(Provided data)
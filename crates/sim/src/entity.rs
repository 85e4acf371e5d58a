use crate::archetype::Archetype;
use crate::Vec2;

/// Hard cap on the world population, not a transient resource limit.
pub const ENTITY_CAPACITY: usize = 1024;

/// A validated index into the entity pool. The generation counter makes a
/// handle held across a destroy+reuse cycle detectably stale instead of
/// silently reading the slot's new occupant.
#[derive(Debug, Clone, Copy, PartialEq, Eq, Hash)]
pub struct EntityRef {
    index: u32,
    generation: u32,
}

impl EntityRef {
    pub fn index(self) -> usize {
        self.index as usize
    }
}

#[derive(Debug, Clone, Copy, Default, PartialEq)]
pub struct Entity {
    pub archetype: Archetype,
    pub position: Vec2,
    pub health: i32,
    pub destroyable: bool,
    pub is_item: bool,
}

#[derive(Debug, Clone, Copy, Default)]
struct Slot {
    valid: bool,
    generation: u32,
    entity: Entity,
}

/// Fixed-capacity entity store. Slots are reused in ascending index order and
/// fully zeroed on destroy; a dead slot never leaks the previous occupant's
/// state into the next one.
#[derive(Debug)]
pub struct EntityPool {
    slots: Vec<Slot>,
}

impl Default for EntityPool {
    fn default() -> Self {
        Self::new()
    }
}

impl EntityPool {
    pub fn new() -> Self {
        Self {
            slots: vec![Slot::default(); ENTITY_CAPACITY],
        }
    }

    /// Claims the first free slot. Panics when all slots are live: exhaustion
    /// means game content outgrew the fixed capacity, which is not a
    /// recoverable error.
    pub fn create(&mut self) -> EntityRef {
        let (index, slot) = self
            .slots
            .iter_mut()
            .enumerate()
            .find(|(_, slot)| !slot.valid)
            .unwrap_or_else(|| panic!("entity pool exhausted: all {ENTITY_CAPACITY} slots are live"));
        slot.valid = true;
        slot.entity = Entity::default();
        EntityRef {
            index: index as u32,
            generation: slot.generation,
        }
    }

    /// Zeroes the slot and retires the handle's generation. Destroying a slot
    /// that is not live (or through a stale handle) is a caller-logic error
    /// and panics; callers must check validity first.
    pub fn destroy(&mut self, handle: EntityRef) {
        let slot = &mut self.slots[handle.index()];
        if !slot.valid || slot.generation != handle.generation {
            panic!(
                "destroy of invalid entity slot {} (generation {})",
                handle.index, handle.generation
            );
        }
        slot.entity = Entity::default();
        slot.valid = false;
        slot.generation = slot.generation.wrapping_add(1);
    }

    pub fn get(&self, handle: EntityRef) -> Option<&Entity> {
        let slot = self.slots.get(handle.index())?;
        (slot.valid && slot.generation == handle.generation).then_some(&slot.entity)
    }

    pub fn get_mut(&mut self, handle: EntityRef) -> Option<&mut Entity> {
        let slot = self.slots.get_mut(handle.index())?;
        (slot.valid && slot.generation == handle.generation).then_some(&mut slot.entity)
    }

    pub fn contains(&self, handle: EntityRef) -> bool {
        self.get(handle).is_some()
    }

    pub fn live_count(&self) -> usize {
        self.slots.iter().filter(|slot| slot.valid).count()
    }

    /// Fresh traversal of the currently live entities in ascending slot order.
    pub fn iter(&self) -> impl Iterator<Item = (EntityRef, &Entity)> + '_ {
        self.slots
            .iter()
            .enumerate()
            .filter(|(_, slot)| slot.valid)
            .map(|(index, slot)| {
                (
                    EntityRef {
                        index: index as u32,
                        generation: slot.generation,
                    },
                    &slot.entity,
                )
            })
    }
}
(End Provided data)
Using the exact wording, write out all of the records.

#### [Solution to this task]
filename crates/sim/src/entity.rs
repository 85e4acf371e5d58a
use crate::archetype::Archetype;
use crate::Vec2;

/// Hard cap on the world population, not a transient resource limit.
pub const ENTITY_CAPACITY: usize = 1024;

/// A validated index into the entity pool. The generation counter makes a
/// handle held across a destroy+reuse cycle detectably stale instead of
/// silently reading the slot's new occupant.
#[derive(Debug, Clone, Copy, PartialEq, Eq, Hash)]
pub struct EntityRef {
    index: u32,
    generation: u32,
}

impl EntityRef {
    pub fn index(self) -> usize {
        self.index as usize
    }
}

#[derive(Debug, Clone, Copy, Default, PartialEq)]
pub struct Entity {
    pub archetype: Archetype,
    pub position: Vec2,
    pub health: i32,
    pub destroyable: bool,
    pub is_item: bool,
}

#[derive(Debug, Clone, Copy, Default)]
struct Slot {
    valid: bool,
    generation: u32,
    entity: Entity,
}

/// Fixed-capacity entity store. Slots are reused in ascending index order and
/// fully zeroed on destroy; a dead slot never leaks the previous occupant's
/// state into the next one.
#[derive(Debug)]
pub struct EntityPool {
    slots: Vec<Slot>,
}

impl Default for EntityPool {
    fn default() -> Self {
        Self::new()
    }
}

impl EntityPool {
    pub fn new() -> Self {
        Self {
            slots: vec![Slot::default(); ENTITY_CAPACITY],
        }
    }

    /// Claims the first free slot. Panics when all slots are live: exhaustion
    /// means game content outgrew the fixed capacity, which is not a
    /// recoverable error.
    pub fn create(&mut self) -> EntityRef {
        let (index, slot) = self
            .slots
            .iter_mut()
            .enumerate()
            .find(|(_, slot)| !slot.valid)
            .unwrap_or_else(|| panic!("entity pool exhausted: all {ENTITY_CAPACITY} slots are live"));
        slot.valid = true;
        slot.entity = Entity::default();
        EntityRef {
            index: index as u32,
            generation: slot.generation,
        }
    }

    /// Zeroes the slot and retires the handle's generation. Destroying a slot
    /// that is not live (or through a stale handle) is a caller-logic error
    /// and panics; callers must check validity first.
    pub fn destroy(&mut self, handle: EntityRef) {
        let slot = &mut self.slots[handle.index()];
        if !slot.valid || slot.generation != handle.generation {
            panic!(
                "destroy of invalid entity slot {} (generation {})",
                handle.index, handle.generation
            );
        }
        slot.entity = Entity::default();
        slot.valid = false;
        slot.generation = slot.generation.wrapping_add(1);
    }

    pub fn get(&self, handle: EntityRef) -> Option<&Entity> {
        let slot = self.slots.get(handle.index())?;
        (slot.valid && slot.generation == handle.generation).then_some(&slot.entity)
    }

    pub fn get_mut(&mut self, handle: EntityRef) -> Option<&mut Entity> {
        let slot = self.slots.get_mut(handle.index())?;
        (slot.valid && slot.generation == handle.generation).then_some(&mut slot.entity)
    }

    pub fn contains(&self, handle: EntityRef) -> bool {
        self.get(handle).is_some()
    }

    pub fn live_count(&self) -> usize {
        self.slots.iter().filter(|slot| slot.valid).count()
    }

    /// Fresh traversal of the currently live entities in ascending slot order.
    pub fn iter(&self) -> impl Iterator<Item = (EntityRef, &Entity)> + '_ {
        self.slots
            .iter()
            .enumerate()
            .filter(|(_, slot)| slot.valid)
            .map(|(index, slot)| {
                (
                    EntityRef {
                        index: index as u32,
                        generation: slot.generation,
                    },
                    &slot.entity,
                )
            })
    }
}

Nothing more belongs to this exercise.